About this exercise — Beginning at the line that contains "Ok(stored.load(Ordering::SeqCst))" and ending at the last line of the records below, retype each line exactly and add nothing.

*** Input material Section Begins ***

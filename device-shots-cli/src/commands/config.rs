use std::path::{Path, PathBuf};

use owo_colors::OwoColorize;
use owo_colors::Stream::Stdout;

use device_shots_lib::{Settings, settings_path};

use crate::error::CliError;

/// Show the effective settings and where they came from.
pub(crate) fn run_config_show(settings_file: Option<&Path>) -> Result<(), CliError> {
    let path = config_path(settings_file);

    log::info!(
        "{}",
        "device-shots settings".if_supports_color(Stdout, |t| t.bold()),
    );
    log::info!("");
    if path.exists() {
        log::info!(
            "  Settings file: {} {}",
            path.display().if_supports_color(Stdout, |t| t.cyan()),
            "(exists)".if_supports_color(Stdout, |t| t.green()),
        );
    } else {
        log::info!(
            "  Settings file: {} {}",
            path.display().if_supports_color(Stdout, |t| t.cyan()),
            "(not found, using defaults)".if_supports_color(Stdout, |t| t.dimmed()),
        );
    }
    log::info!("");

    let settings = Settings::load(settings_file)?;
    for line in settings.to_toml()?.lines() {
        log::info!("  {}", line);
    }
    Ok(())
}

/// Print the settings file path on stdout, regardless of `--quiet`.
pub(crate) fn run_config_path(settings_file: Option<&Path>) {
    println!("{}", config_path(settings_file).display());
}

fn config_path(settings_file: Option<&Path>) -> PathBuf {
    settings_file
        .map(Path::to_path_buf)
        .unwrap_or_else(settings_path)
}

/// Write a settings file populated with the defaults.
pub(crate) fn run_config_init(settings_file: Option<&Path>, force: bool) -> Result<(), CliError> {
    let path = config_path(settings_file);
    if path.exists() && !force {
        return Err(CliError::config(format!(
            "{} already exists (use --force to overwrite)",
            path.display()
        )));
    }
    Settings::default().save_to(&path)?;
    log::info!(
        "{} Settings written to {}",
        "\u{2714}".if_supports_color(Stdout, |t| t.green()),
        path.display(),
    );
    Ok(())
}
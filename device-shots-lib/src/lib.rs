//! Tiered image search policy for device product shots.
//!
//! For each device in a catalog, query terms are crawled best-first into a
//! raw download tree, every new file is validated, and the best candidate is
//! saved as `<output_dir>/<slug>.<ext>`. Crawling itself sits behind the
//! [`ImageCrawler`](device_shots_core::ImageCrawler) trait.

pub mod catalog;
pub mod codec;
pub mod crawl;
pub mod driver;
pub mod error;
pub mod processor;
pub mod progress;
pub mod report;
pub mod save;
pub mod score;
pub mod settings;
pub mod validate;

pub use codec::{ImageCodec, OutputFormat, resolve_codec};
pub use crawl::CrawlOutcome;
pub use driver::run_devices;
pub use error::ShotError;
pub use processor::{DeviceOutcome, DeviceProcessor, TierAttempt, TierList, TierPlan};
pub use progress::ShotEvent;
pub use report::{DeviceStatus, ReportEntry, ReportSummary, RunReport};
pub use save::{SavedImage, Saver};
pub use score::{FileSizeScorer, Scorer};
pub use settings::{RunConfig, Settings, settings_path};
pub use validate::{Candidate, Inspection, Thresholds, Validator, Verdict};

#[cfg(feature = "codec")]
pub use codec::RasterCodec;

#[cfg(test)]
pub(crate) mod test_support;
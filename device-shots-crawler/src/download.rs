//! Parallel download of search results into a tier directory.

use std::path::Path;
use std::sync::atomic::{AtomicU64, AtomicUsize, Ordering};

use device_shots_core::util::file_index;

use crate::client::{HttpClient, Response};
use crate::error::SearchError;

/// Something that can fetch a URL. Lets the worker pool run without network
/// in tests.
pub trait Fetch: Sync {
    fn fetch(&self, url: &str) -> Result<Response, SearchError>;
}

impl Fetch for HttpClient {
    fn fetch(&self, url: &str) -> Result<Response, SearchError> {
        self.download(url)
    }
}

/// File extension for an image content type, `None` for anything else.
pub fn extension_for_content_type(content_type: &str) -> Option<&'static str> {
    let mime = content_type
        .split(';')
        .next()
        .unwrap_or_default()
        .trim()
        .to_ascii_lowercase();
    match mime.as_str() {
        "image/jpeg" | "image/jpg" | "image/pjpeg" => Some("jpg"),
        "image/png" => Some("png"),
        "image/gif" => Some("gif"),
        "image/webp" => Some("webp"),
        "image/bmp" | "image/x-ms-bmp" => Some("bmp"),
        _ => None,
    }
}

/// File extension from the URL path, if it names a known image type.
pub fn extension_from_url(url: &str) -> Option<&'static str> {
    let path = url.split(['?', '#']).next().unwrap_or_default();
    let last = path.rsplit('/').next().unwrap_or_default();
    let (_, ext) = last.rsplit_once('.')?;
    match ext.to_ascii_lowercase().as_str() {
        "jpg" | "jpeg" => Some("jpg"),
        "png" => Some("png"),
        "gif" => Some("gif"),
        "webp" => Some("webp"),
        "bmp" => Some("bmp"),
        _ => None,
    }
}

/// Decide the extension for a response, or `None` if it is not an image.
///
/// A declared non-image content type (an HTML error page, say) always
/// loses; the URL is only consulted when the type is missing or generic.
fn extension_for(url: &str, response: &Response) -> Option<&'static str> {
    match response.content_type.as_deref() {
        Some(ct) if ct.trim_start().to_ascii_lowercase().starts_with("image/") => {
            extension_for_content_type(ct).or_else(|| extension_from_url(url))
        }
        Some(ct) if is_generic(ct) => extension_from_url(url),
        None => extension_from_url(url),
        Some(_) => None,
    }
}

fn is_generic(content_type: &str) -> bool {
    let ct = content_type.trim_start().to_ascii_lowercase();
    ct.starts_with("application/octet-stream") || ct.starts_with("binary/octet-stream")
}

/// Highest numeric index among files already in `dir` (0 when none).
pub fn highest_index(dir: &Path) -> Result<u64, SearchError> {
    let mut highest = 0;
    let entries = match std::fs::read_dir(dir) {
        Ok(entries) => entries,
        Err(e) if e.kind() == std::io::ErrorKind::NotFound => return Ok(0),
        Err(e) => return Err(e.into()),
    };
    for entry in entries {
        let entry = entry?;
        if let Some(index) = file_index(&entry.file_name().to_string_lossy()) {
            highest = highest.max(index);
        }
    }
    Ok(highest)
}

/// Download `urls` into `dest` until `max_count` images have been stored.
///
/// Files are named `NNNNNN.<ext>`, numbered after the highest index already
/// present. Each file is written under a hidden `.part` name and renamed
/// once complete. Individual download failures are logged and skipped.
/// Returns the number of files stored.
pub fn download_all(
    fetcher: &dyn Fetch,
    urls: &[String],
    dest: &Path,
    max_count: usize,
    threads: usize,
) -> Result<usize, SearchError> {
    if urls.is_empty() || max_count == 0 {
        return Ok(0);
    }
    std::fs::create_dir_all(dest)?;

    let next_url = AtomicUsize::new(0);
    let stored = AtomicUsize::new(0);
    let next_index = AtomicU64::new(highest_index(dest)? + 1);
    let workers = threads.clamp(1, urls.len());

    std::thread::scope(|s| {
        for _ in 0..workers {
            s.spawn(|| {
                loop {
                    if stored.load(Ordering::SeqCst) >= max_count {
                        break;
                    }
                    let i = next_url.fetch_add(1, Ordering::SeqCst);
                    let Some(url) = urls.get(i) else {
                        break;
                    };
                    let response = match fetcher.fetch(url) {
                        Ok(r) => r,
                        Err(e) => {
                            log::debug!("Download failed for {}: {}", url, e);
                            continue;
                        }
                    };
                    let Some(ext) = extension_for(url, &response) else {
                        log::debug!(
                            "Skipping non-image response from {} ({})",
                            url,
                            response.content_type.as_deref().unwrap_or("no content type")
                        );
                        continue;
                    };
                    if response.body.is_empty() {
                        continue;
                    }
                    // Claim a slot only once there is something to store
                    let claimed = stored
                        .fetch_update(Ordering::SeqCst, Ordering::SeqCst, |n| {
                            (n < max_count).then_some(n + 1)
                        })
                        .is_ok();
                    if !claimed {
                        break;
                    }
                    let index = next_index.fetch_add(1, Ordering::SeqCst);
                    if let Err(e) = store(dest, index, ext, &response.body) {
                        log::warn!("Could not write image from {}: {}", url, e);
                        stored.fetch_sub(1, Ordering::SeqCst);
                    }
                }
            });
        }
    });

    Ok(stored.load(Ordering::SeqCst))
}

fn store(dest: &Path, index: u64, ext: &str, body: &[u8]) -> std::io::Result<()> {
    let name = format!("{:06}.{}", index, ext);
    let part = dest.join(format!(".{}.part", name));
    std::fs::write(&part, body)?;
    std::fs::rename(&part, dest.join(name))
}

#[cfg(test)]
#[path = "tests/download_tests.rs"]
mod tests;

*** Input material Section Ends ***

Exercise answer —
    Ok(stored.load(Ordering::SeqCst))
}

fn store(dest: &Path, index: u64, ext: &str, body: &[u8]) -> std::io::Result<()> {
    let name = format!("{:06}.{}", index, ext);
    let part = dest.join(format!(".{}.part", name));
    std::fs::write(&part, body)?;
    std::fs::rename(&part, dest.join(name))
}

#[cfg(test)]
#[path = "tests/download_tests.rs"]
mod tests;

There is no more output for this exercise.